No sabía de ellos desde el Primavera Sound de 2016, donde ofrecieron un concierto íntimo ante una masiva audiencia. Les había perdido la pista. Ellos han seguido haciendo a su ritmo, a su gusto: creando soundtracks (“Odin’s Raven Magic” de 2020 o colaborando en la banda sonora de la serie “Black Mirror” en 2017), calibrando experimentos como el sugerente “Liminal Sleep” (2019), o las compilaciones “Variations Of Darkness” (2019), “22º Lunar Halo” (2019) o “Route One” (2018), que resultó en una gira dando a conocer su música por Islandia con un concierto de 24 horas, o colaborando en proyectos como “The Art Of Meditation” (2022).

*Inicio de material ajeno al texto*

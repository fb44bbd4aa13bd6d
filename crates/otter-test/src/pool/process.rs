//! Process transport: each worker is a child process speaking framed JSON
//! over its stdin and stdout. Stderr is kept for crash reports.

use std::collections::VecDeque;
use std::path::Path;
use std::process::Stdio;
use std::sync::Arc;
use std::time::Duration;

use parking_lot::Mutex;
use tokio::io::{AsyncBufReadExt, BufReader};
use tokio::process::{Child, ChildStdin, ChildStdout, Command};
use tokio::task::JoinHandle;
use tracing::{debug, trace};

use crate::error::WorkerError;
use crate::pool::ipc;
use crate::pool::protocol::{Request, Response};
use crate::pool::serve::WORKER_ID_ENV;

/// Stderr lines kept per worker.
const STDERR_TAIL_LINES: usize = 50;

pub(crate) struct ProcessWorker {
    id: usize,
    child: Child,
    stdin: ChildStdin,
    stdout: ChildStdout,
    stderr_tail: Arc<Mutex<VecDeque<String>>>,
    stderr_task: Option<JoinHandle<()>>,
}

impl ProcessWorker {
    pub(crate) fn spawn(id: usize, program: &Path, args: &[String]) -> Result<Self, WorkerError> {
        let mut child = Command::new(program)
            .args(args)
            .env(WORKER_ID_ENV, id.to_string())
            .stdin(Stdio::piped())
            .stdout(Stdio::piped())
            .stderr(Stdio::piped())
            .kill_on_drop(true)
            .spawn()
            .map_err(|e| WorkerError::Spawn(format!("{}: {e}", program.display())))?;

        let missing = |what: &str| WorkerError::Spawn(format!("worker {what} is not piped"));
        let stdin = child.stdin.take().ok_or_else(|| missing("stdin"))?;
        let stdout = child.stdout.take().ok_or_else(|| missing("stdout"))?;
        let stderr = child.stderr.take().ok_or_else(|| missing("stderr"))?;

        let stderr_tail = Arc::new(Mutex::new(VecDeque::new()));
        let tail = stderr_tail.clone();
        let stderr_task = tokio::spawn(async move {
            let mut lines = BufReader::new(stderr).lines();
            while let Ok(Some(line)) = lines.next_line().await {
                trace!(worker = id, "stderr: {line}");
                let mut tail = tail.lock();
                if tail.len() == STDERR_TAIL_LINES {
                    tail.pop_front();
                }
                tail.push_back(line);
            }
        });

        debug!(worker = id, pid = ?child.id(), "spawned process worker");
        Ok(Self {
            id,
            child,
            stdin,
            stdout,
            stderr_tail,
            stderr_task: Some(stderr_task),
        })
    }

    pub(crate) fn id(&self) -> usize {
        self.id
    }

    pub(crate) async fn send(&mut self, request: &Request) -> Result<(), WorkerError> {
        match ipc::write_frame(&mut self.stdin, request).await {
            Ok(()) => Ok(()),
            Err(_) => Err(self.died().await),
        }
    }

    pub(crate) async fn recv(&mut self) -> Result<Response, WorkerError> {
        match ipc::read_frame(&mut self.stdout).await {
            Ok(Some(response)) => Ok(response),
            Ok(None) => Err(self.died().await),
            Err(e) if e.kind() == std::io::ErrorKind::InvalidData => {
                Err(WorkerError::Protocol(e.to_string()))
            }
            Err(_) => Err(self.died().await),
        }
    }

    /// Collect what the dead worker left on stderr.
    async fn died(&mut self) -> WorkerError {
        if let Some(task) = self.stderr_task.take() {
            let _ = tokio::time::timeout(Duration::from_millis(500), task).await;
        }
        let status = tokio::time::timeout(Duration::from_millis(500), self.child.wait()).await;
        debug!(worker = self.id, status = ?status, "process worker died");

        let tail = self.stderr_tail.lock();
        let stderr = (!tail.is_empty()).then(|| tail.iter().cloned().collect::<Vec<_>>().join("\n"));
        WorkerError::Died { stderr }
    }

    /// Wait for a worker that acknowledged shutdown to exit.
    pub(crate) async fn wait(mut self) {
        if tokio::time::timeout(Duration::from_secs(2), self.child.wait()).await.is_err() {
            let _ = self.child.kill().await;
        }
    }
}
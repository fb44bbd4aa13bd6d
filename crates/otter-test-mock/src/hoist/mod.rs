//! Mock hoisting pass
//!
//! Rewrites a test file so that module mock registrations run before any
//! import of the modules they target:
//!
//! 1. imports from the test framework itself stay static and move to the top,
//! 2. `vi.hoisted(...)` initializers follow, in source order,
//! 3. then every `vi.mock(...)` / `vi.unmock(...)` call, in source order,
//! 4. then the rest of the file, where each static import becomes
//!    `const __vi_import_N__ = await import("...")` and reads of its
//!    bindings are rewritten to member reads on that namespace.
//!
//! The source is parsed with SWC and scoped with its resolver, so a local
//! that shadows an imported name is never rewritten. Output is printed with
//! the SWC code generator together with a source map back to the original.
//!
//! Registrations and hoisted initializers run before anything else in the
//! file, so they may not reference imported bindings or other top-level
//! declarations. Such references are rejected with
//! [`HoistError::NonHoistedReference`].
//!
//! Only top-level statements are moved. `vi.doMock` / `vi.doUnmock` stay in
//! place.

mod scope;

use std::collections::{HashMap, HashSet};

use swc_common::{FileName, GLOBALS, Globals, Mark, SourceMap, Span, Spanned, SyntaxContext, sync::Lrc};
use swc_ecma_ast::*;
use swc_ecma_codegen::{Config as CodegenConfig, Emitter, text_writer::JsWriter};
use swc_ecma_parser::{Parser, StringInput, Syntax, TsSyntax, lexer::Lexer};
use swc_ecma_transforms_base::{fixer::fixer, resolver};
use swc_ecma_visit::{VisitMutWith, VisitWith};

use crate::error::{HoistError, MockUsageError};
use scope::{FirstReference, ImportRewriter, Respan, TopLevelBindings};

/// Hoisting settings
#[derive(Debug, Clone)]
pub struct HoistOptions {
    /// Identifiers that name the mocking helper object.
    pub helper_names: Vec<String>,
    /// Modules whose imports stay static and move to the top.
    pub framework_modules: Vec<String>,
    /// Name recorded in the source map.
    pub filename: String,
}

impl Default for HoistOptions {
    fn default() -> Self {
        Self {
            helper_names: vec!["vi".to_string(), "vitest".to_string()],
            framework_modules: vec!["vitest".to_string()],
            filename: "test.ts".to_string(),
        }
    }
}

#[derive(Debug, Clone, Copy, PartialEq, Eq)]
pub enum HoistedKind {
    Mock,
    Unmock,
    Hoisted,
}

/// A statically detected hoisted call site.
#[derive(Debug, Clone, PartialEq, Eq)]
pub struct HoistedCall {
    pub kind: HoistedKind,
    /// Literal module specifier, when the first argument is a string.
    pub specifier: Option<String>,
    /// 1-based line in the original source.
    pub line: usize,
}

/// Result of the pass.
#[derive(Debug, Clone)]
pub struct HoistOutput {
    pub code: String,
    pub hoisted: Vec<HoistedCall>,
    /// Original 1-based line for each line of `code`.
    pub line_map: Vec<usize>,
    /// Source map v3 JSON. `None` when the file was returned unchanged.
    pub source_map: Option<String>,
}

impl HoistOutput {
    /// Original line for a 1-based line of the rewritten code.
    pub fn original_line(&self, line: usize) -> Option<usize> {
        line.checked_sub(1).and_then(|i| self.line_map.get(i).copied())
    }
}

/// Where a top-level item goes in the output.
enum Slot {
    Framework,
    Hoisted,
    Registration(String),
    Body,
}
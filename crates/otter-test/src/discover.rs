//! Test file discovery

use std::path::{Path, PathBuf};

use regex::Regex;
use tracing::debug;
use walkdir::{DirEntry, WalkDir};

use crate::config::TestConfig;
use crate::error::ConfigError;

/// Compile an include pattern. Only the file-name part is matched:
/// `**/*.test.*` matches any file whose name looks like `x.test.js`.
fn compile(pattern: &str) -> Result<Regex, ConfigError> {
    let name = pattern.rsplit('/').next().unwrap_or(pattern);
    let mut re = String::from("^");
    for ch in name.chars() {
        match ch {
            '*' => re.push_str(".*"),
            '?' => re.push('.'),
            c => re.push_str(&regex::escape(&c.to_string())),
        }
    }
    re.push('$');
    Ok(Regex::new(&re)?)
}

fn is_hidden_or_vendored(entry: &DirEntry) -> bool {
    if entry.depth() == 0 {
        return false;
    }
    let name = entry.file_name().to_string_lossy();
    entry.file_type().is_dir() && (name.starts_with('.') || name == "node_modules")
}

/// Find test files under `root`, sorted.
pub fn discover_test_files(root: &Path, config: &TestConfig) -> Result<Vec<PathBuf>, ConfigError> {
    let patterns = config
        .include
        .iter()
        .map(|p| compile(p))
        .collect::<Result<Vec<_>, _>>()?;

    let mut files: Vec<PathBuf> = WalkDir::new(root)
        .into_iter()
        .filter_entry(|e| !is_hidden_or_vendored(e))
        .filter_map(|e| e.ok())
        .filter(|e| e.file_type().is_file())
        .filter(|e| {
            let name = e.file_name().to_string_lossy();
            patterns.iter().any(|p| p.is_match(&name))
        })
        .filter(|e| {
            let relative = e.path().strip_prefix(root).unwrap_or(e.path());
            !config.is_excluded(&relative.to_string_lossy())
        })
        .map(|e| e.path().to_path_buf())
        .collect();
    files.sort();

    debug!(root = %root.display(), count = files.len(), "discovered test files");
    Ok(files)
}

#[cfg(test)]
mod tests {
    use super::*;
    use std::fs;

    #[test]
    fn test_compile() {
        let re = compile("**/*.test.*").unwrap();
        assert!(re.is_match("math.test.ts"));
        assert!(!re.is_match("math.ts"));
        assert!(compile("*_test.?s").unwrap().is_match("a_test.js"));
    }

    #[test]
    fn test_discover() {
        let dir = tempfile::tempdir().unwrap();
        let root = dir.path();
        for file in [
            "src/math.test.js",
            "src/math.js",
            "src/deep/api.spec.ts",
            "src/util_test.js",
            "node_modules/pkg/index.test.js",
            ".cache/x.test.js",
            "dist/out.test.js",
        ] {
            let path = root.join(file);
            fs::create_dir_all(path.parent().unwrap()).unwrap();
            fs::write(&path, "").unwrap();
        }

        let found = discover_test_files(root, &TestConfig::default()).unwrap();
        let relative: Vec<String> = found
            .iter()
            .map(|p| p.strip_prefix(root).unwrap().to_string_lossy().replace('\\', "/"))
            .collect();
        assert_eq!(
            relative,
            vec!["src/deep/api.spec.ts", "src/math.test.js", "src/util_test.js"]
        );
    }
}
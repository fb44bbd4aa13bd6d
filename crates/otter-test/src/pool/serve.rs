//! Worker side of the pool
//!
//! A worker holds at most one execution context and answers requests in
//! order. Runner events are forwarded while a file runs, so the coordinator
//! knows which tests were in flight if the worker dies.

use std::collections::BTreeMap;
use std::io;
use std::sync::Arc;

use tokio::io::{AsyncRead, AsyncWrite};
use tokio::sync::Semaphore;
use tokio::sync::mpsc::{self, UnboundedSender};
use tracing::{debug, warn};

use crate::config::TestConfig;
use crate::error::WorkerError;
use crate::execution::{ContextOptions, ExecutionContext};
use crate::file::Bundle;
use crate::pool::ipc;
use crate::pool::protocol::{Request, Response};
use crate::reporter::{EventSink, RunnerEvent};

/// Environment variable carrying a process worker's id.
pub const WORKER_ID_ENV: &str = "OTTER_TEST_WORKER_ID";

struct Forward<'a>(&'a UnboundedSender<Response>);

impl EventSink for Forward<'_> {
    fn emit(&self, event: RunnerEvent) {
        let _ = self.0.send(Response::Event { event });
    }
}

/// State of one worker between requests.
pub(crate) struct WorkerState {
    id: usize,
    bundle: Arc<Bundle>,
    options: Arc<ContextOptions>,
    /// Run-wide limiter handed in by a thread pool
    shared_limiter: Option<Arc<Semaphore>>,
    limiter: Arc<Semaphore>,
    env: BTreeMap<String, Option<String>>,
    context: Option<ExecutionContext>,
}

impl WorkerState {
    pub(crate) fn new(id: usize, bundle: Arc<Bundle>, shared_limiter: Option<Arc<Semaphore>>) -> Self {
        let options = ContextOptions::default();
        let limiter = shared_limiter
            .clone()
            .unwrap_or_else(|| Arc::new(Semaphore::new(options.max_concurrency)));
        Self {
            id,
            bundle,
            options: Arc::new(options),
            shared_limiter,
            limiter,
            env: BTreeMap::new(),
            context: None,
        }
    }

    fn init(&mut self, config: &TestConfig) -> Result<(), String> {
        let options = ContextOptions::from_config(config).map_err(|e| e.to_string())?;
        self.limiter = self
            .shared_limiter
            .clone()
            .unwrap_or_else(|| Arc::new(Semaphore::new(options.max_concurrency)));
        self.options = Arc::new(options);
        self.teardown();
        Ok(())
    }

    fn context(&mut self, fresh: bool) -> &mut ExecutionContext {
        if fresh {
            self.teardown();
        }
        let (id, bundle, options, limiter) = (self.id, &self.bundle, &self.options, &self.limiter);
        let env = &self.env;
        self.context.get_or_insert_with(|| {
            let context = ExecutionContext::new(id, bundle.clone(), options.clone(), limiter.clone());
            context.apply_env(env);
            context
        })
    }

    pub(crate) fn teardown(&mut self) {
        if let Some(context) = self.context.take() {
            context.teardown();
        }
    }

    /// Handle one request. Returns false once the worker should stop.
    pub(crate) async fn handle(&mut self, request: Request, out: &UnboundedSender<Response>) -> bool {
        let response = match request {
            Request::Init { config } => match self.init(&config) {
                Ok(()) => Response::Ack,
                Err(message) => Response::Error { message },
            },
            Request::RunFile { path, fresh } => {
                let context = self.context(fresh);
                let result = context.run_file(&path, &Forward(out)).await;
                Response::FileDone { result }
            }
            Request::ApplyEnv { changes } => {
                if let Some(context) = &self.context {
                    context.apply_env(&changes);
                }
                self.env.extend(changes);
                Response::Ack
            }
            Request::Teardown => {
                self.teardown();
                Response::Ack
            }
            Request::Shutdown => {
                self.teardown();
                let _ = out.send(Response::Ack);
                debug!(worker = self.id, "worker shutting down");
                return false;
            }
        };
        out.send(response).is_ok()
    }
}

/// Serve requests from `reader`, writing responses to `writer`, until the
/// stream closes or a shutdown arrives.
pub async fn serve_worker<R, W>(mut reader: R, mut writer: W, bundle: Arc<Bundle>) -> Result<(), WorkerError>
where
    R: AsyncRead + Unpin,
    W: AsyncWrite + Unpin + Send + 'static,
{
    let id = std::env::var(WORKER_ID_ENV)
        .ok()
        .and_then(|s| s.parse().ok())
        .unwrap_or(0);
    let (tx, mut rx) = mpsc::unbounded_channel::<Response>();
    let writer_task = tokio::spawn(async move {
        while let Some(response) = rx.recv().await {
            ipc::write_frame(&mut writer, &response).await?;
        }
        Ok::<(), io::Error>(())
    });

    let mut state = WorkerState::new(id, bundle, None);
    let outcome = async {
        while let Some(request) = ipc::read_frame::<_, Request>(&mut reader).await? {
            if !state.handle(request, &tx).await {
                break;
            }
        }
        Ok::<(), WorkerError>(())
    }
    .await;
    state.teardown();
    drop(tx);

    match writer_task.await {
        Ok(written) => written?,
        Err(e) => return Err(WorkerError::Protocol(e.to_string())),
    }
    if let Err(e) = &outcome {
        warn!(worker = id, "worker stopped: {e}");
    }
    outcome
}

/// Entry point for a process worker: serve over stdin/stdout on a fresh
/// single-threaded runtime.
pub fn run_worker_stdio(bundle: Bundle) -> Result<(), WorkerError> {
    let runtime = tokio::runtime::Builder::new_current_thread()
        .enable_all()
        .build()?;
    runtime.block_on(serve_worker(tokio::io::stdin(), tokio::io::stdout(), Arc::new(bundle)))
}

El caso es que su álbum anterior fue “Kveikur” (2013), un disco rugoso que contenía mayor peso de baterías y percusiones, un cierto punto opresivo aderezado con su particular manejo de atmósferas, de melodías y de una elasticidad post-rock impecable. Ahora, en “ÁTTA”, Sigur Rós han optado por una fórmula más íntima, liberadora. El sustrato ya se anuncia en su portada, un arco iris que arde en su base: como queriendo hablar de un mundo en descomposición, en guerra, que no da tregua a la calma. Todo ello aparece desde el umbral que alumbra “Glóð”, que sirve de anunciación, y contiene un punto casi fantástico en esos cantos de personajes misteriosos, de fábula, procedentes de un mundo desconocido o invisible. “Blóðberg”, que significa tomillo, nos induce levemente a la vida con la fragilidad de esas cuerdas que proceden de un lugar alejado, como de un estado de duermevela. Parece ser que para Jónsi representa la oscuridad, la desesperación y el renacer.
“Skel” presagia, desde la letanía, luz y ascensión, y Sigur Rós alcanzan lo sublime con toda la sustancia orquestal. Lo excéntrico del falsete de Jónsi naturaliza la transformación que recorre la canción. Todo transcurre entre medios tiempos, sin demasiado ruido, ni florituras, para dar paso a cierta épica en “Klettur”, con aires de confluencia, de reencuentro, de reconciliación. “Mór” reincide en ese momento de mirarse a uno mismo y ver como avanzamos, y genera otro punto musical álgido.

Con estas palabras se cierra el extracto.